» **About this task**: Gather all lines from the material that contain the word "Text".

» **Records for processing**:
* * * * * * * * *

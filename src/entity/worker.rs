use sea_orm::entity::prelude::*;
use serde::{Deserialize, Serialize};

#[derive(Clone, Debug, PartialEq, DeriveEntityModel, Serialize, Deserialize)]
#[sea_orm(table_name = "worker")]
pub struct Model {
    #[sea_orm(primary_key, auto_increment = false)]
    pub id: Uuid,
    pub created_at: DateTimeWithTimeZone,
    pub updated_at: DateTimeWithTimeZone,
    #[sea_orm(column_type = "Text", unique)]
    pub code: String,
    #[sea_orm(column_type = "Text")]
    pub name: String,
    #[sea_orm(column_type = "Text", nullable)]
    pub phone: Option<String>,
    #[sea_orm(column_type = "Text")]
    pub position: String,
    #[sea_orm(column_type = "Double")]
    pub salary: f64,
    /// Anchors the worker's monthly pay cycle
    pub hire_date: Date,
    /// Moved forward whenever a salary payment is recorded
    pub next_payment: Option<Date>,
    pub birthday: Option<Date>,
    pub is_active: bool,
    pub group_id: Option<Uuid>,
}

#[derive(Copy, Clone, Debug, EnumIter, DeriveRelation)]
pub enum Relation {
    #[sea_orm(
        belongs_to = "super::work_group::Entity",
        from = "Column::GroupId",
        to = "super::work_group::Column::Id",
        on_update = "Cascade",
        on_delete = "SetNull"
    )]
    WorkGroup,
    #[sea_orm(has_many = "super::work_session::Entity")]
    WorkSession,
    #[sea_orm(has_many = "super::advance::Entity")]
    Advance,
    #[sea_orm(has_many = "super::loan::Entity")]
    Loan,
}

impl Related<super::work_group::Entity> for Entity {
    fn to() -> RelationDef {
        Relation::WorkGroup.def()
    }
}

impl Related<super::work_session::Entity> for Entity {
    fn to() -> RelationDef {
        Relation::WorkSession.def()
    }
}

impl Related<super::advance::Entity> for Entity {
    fn to() -> RelationDef {
        Relation::Advance.def()
    }
}

impl Related<super::loan::Entity> for Entity {
    fn to() -> RelationDef {
        Relation::Loan.def()
    }
}

impl ActiveModelBehavior for ActiveModel {}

* * * * * * * * *

» **Written solution**:
    #[sea_orm(column_type = "Text", unique)]
    #[sea_orm(column_type = "Text")]
    #[sea_orm(column_type = "Text", nullable)]
    #[sea_orm(column_type = "Text")]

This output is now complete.